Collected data
....

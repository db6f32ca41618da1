//! Connectivity-driven sync prompting
//!
//! [`ConnectivityMonitor`] polls a [`ConnectivityProbe`] and publishes
//! reachability on a watch channel. [`SyncTrigger`] asks the user whether to
//! drain the queue at startup and whenever the device comes back online, with at
//! most one prompt showing at a time.

use crate::engine::{SyncEngine, SyncSummary};
use crate::queue::PendingQueue;
use async_trait::async_trait;
use std::sync::atomic::{AtomicBool, Ordering};
use std::sync::Arc;
use std::time::Duration;
use tokio::sync::watch;
use tokio::task::JoinHandle;
use tokio_util::sync::CancellationToken;
use tracing::{debug, info, warn};
use tripai_common::{Error, Result};

/// "Is the device online right now?"
#[async_trait]
pub trait ConnectivityProbe: Send + Sync {
    async fn is_online(&self) -> bool;
}

/// Online iff `GET {base_url}/api/health` answers 2xx within the timeout
pub struct HttpHealthProbe {
    http_client: reqwest::Client,
    health_url: String,
}

impl HttpHealthProbe {
    pub fn new(base_url: &str, timeout: Duration) -> Result<Self> {
        let http_client = reqwest::Client::builder()
            .connect_timeout(timeout)
            .timeout(timeout)
            .build()
            .map_err(|e| Error::Config(format!("HTTP client: {}", e)))?;

        Ok(Self {
            http_client,
            health_url: format!("{}/api/health", base_url.trim_end_matches('/')),
        })
    }

    pub fn health_url(&self) -> &str {
        &self.health_url
    }
}

#[async_trait]
impl ConnectivityProbe for HttpHealthProbe {
    async fn is_online(&self) -> bool {
        match self.http_client.get(&self.health_url).send().await {
            Ok(response) => response.status().is_success(),
            Err(e) => {
                debug!(url = %self.health_url, error = %e, "Health probe failed");
                false
            }
        }
    }
}

/// Periodic reachability polling
pub struct ConnectivityMonitor {
    probe: Arc<dyn ConnectivityProbe>,
    interval: Duration,
    tx: watch::Sender<bool>,
}

impl ConnectivityMonitor {
    /// Probe once so subscribers start from the real state
    pub async fn new(probe: Arc<dyn ConnectivityProbe>, interval: Duration) -> Self {
        let online = probe.is_online().await;
        let (tx, _) = watch::channel(online);
        Self { probe, interval, tx }
    }

    pub fn subscribe(&self) -> watch::Receiver<bool> {
        self.tx.subscribe()
    }

    pub fn is_online(&self) -> bool {
        *self.tx.borrow()
    }

    /// Probe now and publish only if the state changed
    pub async fn check_now(&self) -> bool {
        let online = self.probe.is_online().await;
        self.tx.send_if_modified(|current| {
            if *current == online {
                return false;
            }
            *current = online;
            info!(online, "Connectivity changed");
            true
        });
        online
    }

    /// Poll until cancelled
    pub async fn run(&self, cancel: CancellationToken) {
        loop {
            tokio::select! {
                _ = cancel.cancelled() => break,
                _ = tokio::time::sleep(self.interval) => {
                    self.check_now().await;
                }
            }
        }
        debug!("Connectivity monitor stopped");
    }
}

/// The user-facing half of a sync: ask, then report
#[async_trait]
pub trait SyncPrompt: Send + Sync {
    /// Whether to analyze `pending_count` queued photos now
    async fn confirm(&self, pending_count: usize) -> bool;

    async fn show_result(&self, summary: &SyncSummary) {
        info!("{}", summary.message());
    }
}

#[derive(Debug, Clone, Copy, PartialEq, Eq)]
pub enum TriggerOutcome {
    NothingPending,
    Offline,
    PromptAlreadyShowing,
    Declined,
    Synced(SyncSummary),
}

/// Clears the "prompt showing" flag however the prompt ends
struct PromptGuard<'a>(&'a AtomicBool);

impl Drop for PromptGuard<'_> {
    fn drop(&mut self) {
        self.0.store(false, Ordering::Release);
    }
}

pub struct SyncTrigger {
    queue: PendingQueue,
    engine: Arc<SyncEngine>,
    probe: Arc<dyn ConnectivityProbe>,
    prompt: Arc<dyn SyncPrompt>,
    prompt_showing: AtomicBool,
}

impl SyncTrigger {
    pub fn new(
        queue: PendingQueue,
        engine: Arc<SyncEngine>,
        probe: Arc<dyn ConnectivityProbe>,
        prompt: Arc<dyn SyncPrompt>,
    ) -> Self {
        Self {
            queue,
            engine,
            probe,
            prompt,
            prompt_showing: AtomicBool::new(false),
        }
    }

    /// Offer a sync if anything is queued and the device is online
    pub async fn check_and_prompt(&self) -> TriggerOutcome {
        let pending = self.queue.count().await;
        if pending == 0 {
            return TriggerOutcome::NothingPending;
        }

        if !self.probe.is_online().await {
            debug!(pending, "Offline, not offering sync");
            return TriggerOutcome::Offline;
        }

        if self
            .prompt_showing
            .compare_exchange(false, true, Ordering::AcqRel, Ordering::Acquire)
            .is_err()
        {
            return TriggerOutcome::PromptAlreadyShowing;
        }

        let confirmed = {
            let _showing = PromptGuard(&self.prompt_showing);
            self.prompt.confirm(pending).await
        };

        if !confirmed {
            info!(pending, "Sync declined");
            return TriggerOutcome::Declined;
        }

        let summary = self.engine.sync_all().await;
        self.prompt.show_result(&summary).await;
        TriggerOutcome::Synced(summary)
    }

    /// Check once now, then on every offline-to-online transition
    pub async fn run(&self, mut online_rx: watch::Receiver<bool>, cancel: CancellationToken) {
        let mut was_online = *online_rx.borrow_and_update();
        let outcome = self.check_and_prompt().await;
        debug!(?outcome, "Startup sync check");

        loop {
            tokio::select! {
                _ = cancel.cancelled() => break,
                changed = online_rx.changed() => {
                    if changed.is_err() {
                        break;
                    }
                    let online = *online_rx.borrow_and_update();
                    if online && !was_online {
                        let outcome = self.check_and_prompt().await;
                        debug!(?outcome, "Back online sync check");
                    }
                    was_online = online;
                }
            }
        }
        debug!("Sync trigger stopped");
    }
}

/// Wait for named background tasks after cancellation
///
/// A task that panicked or was aborted is logged; returns how many did.
pub async fn join_background_tasks(tasks: Vec<(&str, JoinHandle<()>)>) -> usize {
    let mut failed = 0;
    for (name, handle) in tasks {
        if let Err(e) = handle.await {
            warn!(task = name, error = %e, "Background task failed");
            failed += 1;
        }
    }
    failed
}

....

* [Task to complete] The line containing "how many did." marks the start; retype it and each line after it through the end of the records above, exactly.

* [Expected output]
/// A task that panicked or was aborted is logged; returns how many did.
pub async fn join_background_tasks(tasks: Vec<(&str, JoinHandle<()>)>) -> usize {
    let mut failed = 0;
    for (name, handle) in tasks {
        if let Err(e) = handle.await {
            warn!(task = name, error = %e, "Background task failed");
            failed += 1;
        }
    }
    failed
}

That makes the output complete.